I am trying to follow the CUDA Getting Started guide and install a cross-build
environment for ARM.

The available packages for the Jetson TK1 are there:
https://developer.nvidia.com/jetson-tk1-support

I installed the Grinch version of L4T (19.3.6) in order to have working wireless
mouse and keyboard.
https://devtalk.nvidia.com/default/topic/766303/embedded-systems/-customkernel-the-grinch-19-3-6-for-jetson-tk1/1/

It seems that only CUDA 6.0 is available for the Jetson-TK1, as of today (https://devtalk.nvidia.com/default/topic/773186/cuda-missing-on-jetson-tk1/?offset=9#4306854). The
cross-development toolkit is only available on Ubuntu 12.04 64-bit, and I have
14.04 64-bit, but I’d like to give it a shot anyway.

I follow the Getting Started guide, section 5:
http://docs.nvidia.com/cuda/cuda-getting-started-guide-for-linux/index.html#cross-arm
Here are the issues I run into, and would appreciate help with:

  1. apt-get
    sudo dpkg --add-architecture armhf sudo apt-get update
    I get a lot of “404 Not Found” for amrhf packages.
    Err http://security.ubuntu.com trusty-security/main armhf Packages
    404 Not Found [IP: 91.189.88.149 80]
    Err http://se.archive.ubuntu.com trusty/main armhf Packages
    404 Not Found [IP: 130.239.18.173 80]

  2. CUDA versions
    The .deb I used is the one for cross-development from the Jetson TK1 Support
    page. It is called cuda-repo-ubuntu1204_6.0-37_amd64.deb
    When I go through the 5.1 section of the guide, and after getting all the 404
    above, I:
    sudo dpkg -i cuda-repo-ubuntu1204_6.0-37_amd64.deb then update, then sudo apt-get install cuda-cross-armhf
    What I get is cuda 6.5. Not 6.0.

What should I do to get my cross-compilation to work, and be at the right
version?

Ok, I’ll rewrite my post, since devtalk.nvidia.com just trashed everything I wrote (is it 1998 or what?)

Well, that’s awkward. The solution to install 6.0 was so simple:
$ sudo apt-get install cuda-cross-armhf-6-0

So now I have the correct libs, I think.
However, the libs on my host are now 6.0.52, while the ones on my target are 6.0.42. This is probably going to cause compatibility issues, right?
I guess that’s why the guide recommends to mount the target fs onto the host and use the libs and headers there.

Anyway, I copied the target’s /usr/local/cuda to my host, and I am trying to use that to build a sample application.

Somehow, g++ does not recognize -mfload-abi=hard. Isn’t that strange? Am I using the correct version of g++?

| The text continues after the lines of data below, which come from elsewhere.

//! Audio Graph
//!
//! Arena of processing nodes and the directed connections between them.
//! The graph is shared between the mutation path (chains and strips) and
//! the render path; connection edits made inside `rewire` are applied under
//! a single write lock, so a render never observes a half-rebuilt chain.

use std::collections::{HashMap, HashSet};
use std::fmt;
use std::sync::{Arc, PoisonError, RwLock, RwLockReadGuard, RwLockWriteGuard};

use log::debug;

use super::node::ProcessingNode;
use super::nodes::Junction;

/// Stable handle of a node inside an `AudioGraph`
#[derive(Debug, Clone, Copy, PartialEq, Eq, Hash, PartialOrd, Ord)]
pub struct NodeId(u64);

impl fmt::Display for NodeId {
    fn fmt(&self, f: &mut fmt::Formatter<'_>) -> fmt::Result {
        write!(f, "node#{}", self.0)
    }
}

struct NodeSlot {
    node: Box<dyn ProcessingNode>,
    outputs: Vec<NodeId>,
}

/// Node arena plus connection lists; mutated through `AudioGraph::rewire`
pub struct Topology {
    nodes: HashMap<NodeId, NodeSlot>,
    next_id: u64,
}

impl Topology {
    fn new() -> Self {
        Self {
            nodes: HashMap::new(),
            next_id: 0,
        }
    }

    fn insert(&mut self, node: Box<dyn ProcessingNode>) -> NodeId {
        let id = NodeId(self.next_id);
        self.next_id += 1;
        self.nodes.insert(
            id,
            NodeSlot {
                node,
                outputs: Vec::new(),
            },
        );
        id
    }

    /// Connect `from` to `to`
    ///
    /// Returns false if either node is unknown or the edge already exists;
    /// an edge is never stored twice.
    pub fn connect(&mut self, from: NodeId, to: NodeId) -> bool {
        if !self.nodes.contains_key(&to) {
            return false;
        }
        match self.nodes.get_mut(&from) {
            Some(slot) if !slot.outputs.contains(&to) => {
                slot.outputs.push(to);
                true
            }
            _ => false,
        }
    }

    /// Remove the single edge `from -> to` if present
    pub fn disconnect(&mut self, from: NodeId, to: NodeId) {
        if let Some(slot) = self.nodes.get_mut(&from) {
            slot.outputs.retain(|&out| out != to);
        }
    }

    /// Remove every outgoing edge of `from`
    pub fn disconnect_outputs(&mut self, from: NodeId) {
        if let Some(slot) = self.nodes.get_mut(&from) {
            slot.outputs.clear();
        }
    }

    pub fn outputs(&self, id: NodeId) -> &[NodeId] {
        self.nodes
            .get(&id)
            .map(|slot| slot.outputs.as_slice())
            .unwrap_or(&[])
    }

    pub fn incoming_count(&self, id: NodeId) -> usize {
        self.nodes
            .values()
            .filter(|slot| slot.outputs.contains(&id))
            .count()
    }

    pub fn contains(&self, id: NodeId) -> bool {
        self.nodes.contains_key(&id)
    }

    pub fn remove(&mut self, id: NodeId) -> Option<Box<dyn ProcessingNode>> {
        let slot = self.nodes.remove(&id)?;
        for other in self.nodes.values_mut() {
            other.outputs.retain(|&out| out != id);
        }
        Some(slot.node)
    }
}

/// Shared handle onto the audio graph
#[derive(Clone)]
pub struct AudioGraph {
    inner: Arc<RwLock<Topology>>,
    destination: NodeId,
}

impl AudioGraph {
    /// Create a graph holding only the final output node
    pub fn new() -> Self {
        let mut topology = Topology::new();
        let destination = topology.insert(Box::new(Junction::new("destination")));
        Self {
            inner: Arc::new(RwLock::new(topology)),
            destination,
        }
    }

    /// The final (hardware) output node
    pub fn destination(&self) -> NodeId {
        self.destination
    }

    fn read(&self) -> RwLockReadGuard<'_, Topology> {
        self.inner.read().unwrap_or_else(PoisonError::into_inner)
    }

    fn write(&self) -> RwLockWriteGuard<'_, Topology> {
        self.inner.write().unwrap_or_else(PoisonError::into_inner)
    }

    /// Add a node; the caller owns it until `remove_node`
    pub fn add_node(&self, node: Box<dyn ProcessingNode>) -> NodeId {
        let id = self.write().insert(node);
        debug!("added {}", id);
        id
    }

    /// Drop a node and every edge touching it
    pub fn remove_node(&self, id: NodeId) -> bool {
        if id == self.destination {
            return false;
        }
        let removed = self.write().remove(id);
        if removed.is_some() {
            debug!("removed {}", id);
        }
        removed.is_some()
    }

    pub fn connect(&self, from: NodeId, to: NodeId) -> bool {
        self.write().connect(from, to)
    }

    pub fn disconnect_outputs(&self, from: NodeId) {
        self.write().disconnect_outputs(from);
    }

    /// Apply a batch of connection edits under one write lock
    pub fn rewire<R>(&self, edit: impl FnOnce(&mut Topology) -> R) -> R {
        let mut topology = self.write();
        edit(&mut topology)
    }

    pub fn outputs(&self, id: NodeId) -> Vec<NodeId> {
        self.read().outputs(id).to_vec()
    }

    pub fn incoming_count(&self, id: NodeId) -> usize {
        self.read().incoming_count(id)
    }

    pub fn contains(&self, id: NodeId) -> bool {
        self.read().contains(id)
    }

    pub fn node_count(&self) -> usize {
        self.read().nodes.len()
    }

    /// Kind string of a node, if it exists
    pub fn node_kind(&self, id: NodeId) -> Option<String> {
        self.read()
            .nodes
            .get(&id)
            .map(|slot| slot.node.kind().to_string())
    }

    /// Run `f` against a live node
    pub fn with_node_mut<R>(
        &self,
        id: NodeId,
        f: impl FnOnce(&mut dyn ProcessingNode) -> R,
    ) -> Option<R> {
        let mut topology = self.write();
        topology.nodes.get_mut(&id).map(|slot| f(slot.node.as_mut()))
    }

    /// Follow single outgoing edges from `from` until `to`
    ///
    /// Returns the visited nodes (both ends included), or `None` when the
    /// walk hits a fork, a dead end, or a cycle before reaching `to`.
    pub fn walk(&self, from: NodeId, to: NodeId) -> Option<Vec<NodeId>> {
        let topology = self.read();
        if !topology.contains(from) {
            return None;
        }
        let mut path = vec![from];
        let mut seen = HashSet::from([from]);
        let mut current = from;
        while current != to {
            let next = match topology.outputs(current) {
                [only] => *only,
                _ => return None,
            };
            if !seen.insert(next) {
                return None;
            }
            path.push(next);
            current = next;
        }
        Some(path)
    }

    /// Render a block along the path starting at `from`
    ///
    /// Each node is processed in turn, following its first output, and the
    /// walk halts before `stop` or after a node with no outputs. Returns the
    /// node where rendering stopped.
    pub fn process_path(&self, from: NodeId, stop: NodeId, block: &mut [f32]) -> NodeId {
        let mut topology = self.write();
        let limit = topology.nodes.len();
        let mut current = from;
        for _ in 0..limit {
            if current == stop {
                break;
            }
            let Some(slot) = topology.nodes.get_mut(&current) else {
                break;
            };
            slot.node.process(block);
            match slot.outputs.first() {
                Some(&next) => current = next,
                None => break,
            }
        }
        current
    }

    /// Reset the internal state of every node
    pub fn reset_all(&self) {
        for slot in self.write().nodes.values_mut() {
            slot.node.reset();
        }
    }
}

impl Default for AudioGraph {
    fn default() -> Self {
        Self::new()
    }
}

impl fmt::Debug for AudioGraph {
    fn fmt(&self, f: &mut fmt::Formatter<'_>) -> fmt::Result {
        f.debug_struct("AudioGraph")
            .field("nodes", &self.node_count())
            .field("destination", &self.destination)
            .finish()
    }
}

#[cfg(test)]
mod tests {
    use super::*;
    use crate::graph::GainStage;

    fn junction(graph: &AudioGraph, label: &str) -> NodeId {
        graph.add_node(Box::new(Junction::new(label)))
    }

    #[test]
    fn test_connect_never_duplicates() {
        let graph = AudioGraph::new();
        let a = junction(&graph, "a");
        let b = junction(&graph, "b");

        assert!(graph.connect(a, b));
        assert!(!graph.connect(a, b));
        assert_eq!(graph.outputs(a), vec![b]);
        assert_eq!(graph.incoming_count(b), 1);
    }

    #[test]
    fn test_remove_node_drops_edges() {
        let graph = AudioGraph::new();
        let a = junction(&graph, "a");
        let b = junction(&graph, "b");
        let c = junction(&graph, "c");
        graph.connect(a, b);
        graph.connect(b, c);

        assert!(graph.remove_node(b));
        assert!(graph.outputs(a).is_empty());
        assert_eq!(graph.incoming_count(c), 0);
        assert!(!graph.remove_node(graph.destination()));
    }

    #[test]
    fn test_walk() {
        let graph = AudioGraph::new();
        let a = junction(&graph, "a");
        let b = junction(&graph, "b");
        let c = junction(&graph, "c");
        graph.rewire(|t| {
            t.connect(a, b);
            t.connect(b, c);
        });

        assert_eq!(graph.walk(a, c), Some(vec![a, b, c]));

        // fork
        graph.connect(b, a);
        assert_eq!(graph.walk(a, c), None);
    }

    #[test]
    fn test_walk_detects_cycle() {
        let graph = AudioGraph::new();
        let a = junction(&graph, "a");
        let b = junction(&graph, "b");
        let c = junction(&graph, "c");
        graph.connect(a, b);
        graph.connect(b, a);
        assert_eq!(graph.walk(a, c), None);
    }

    #[test]
    fn test_process_path_stops_before_stop() {
        let graph = AudioGraph::new();
        let a = graph.add_node(Box::new(GainStage::new(0.5, 1)));
        let b = graph.add_node(Box::new(GainStage::new(0.5, 1)));
        let c = graph.add_node(Box::new(GainStage::new(0.0, 1)));
        graph.connect(a, b);
        graph.connect(b, c);

        let mut block = [1.0_f32; 4];
        let reached = graph.process_path(a, c, &mut block);

        assert_eq!(reached, c);
        assert!(block.iter().all(|&s| (s - 0.25).abs() < 1e-6));
    }
}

gauthier@sobel:~/tegra/grinch/Linux_for_Tegra/NVIDIA_CUDA-6.0_Samples/1_Utilities/deviceQuery $ make ARMv7=1 EXTRA_LDFLAGS="-L/home/gauthier/tegra/sandbox/cuda-target-installation/lib"
/usr/local/cuda-6.0/bin/nvcc -ccbin g++ -I../../common/inc  -m32 -target-cpu-arch ARM  -Xcompiler -mfloat-abi=hard  -gencode arch=compute_32,code=sm_32 -o deviceQuery.o -c deviceQuery.cpp
g++: error: unrecognized command line option ‘-mfloat-abi=hard’
make: *** [deviceQuery.o] Error 1
gauthier@sobel:~/tegra/grinch/Linux_for_Tegra/NVIDIA_CUDA-6.0_Samples/1_Utilities/deviceQuery $ which g++
/usr/bin/g++

devtalk.nvidia.com does not seem to let me write ec_ho (without underscore) in a post. So I’ll go on writing ec_ho instead:

gauthier@sobel:~/tegra/grinch/Linux_for_Tegra/NVIDIA_CUDA-6.0_Samples/1_Utilities/deviceQuery $ ec_ho $PATH
/home/gauthier/bin:/usr/local/sbin:/usr/local/bin:/usr/sbin:/usr/bin:/sbin:/bin:/usr/games:/usr/local/games:/home/gauthier/tegra/sandbox/cuda-target-installation/bin
gauthier@sobel:~/tegra/grinch/Linux_for_Tegra/NVIDIA_CUDA-6.0_Samples/1_Utilities/deviceQuery $ ec_ho $LD_LIBRARY_PATH :/home/gauthier/tegra/sandbox/cuda-target-installation/lib

(/home/gauthier/tegra/sandbos/cuda-target-installation is where I copied the target’s /usr/local/cuda)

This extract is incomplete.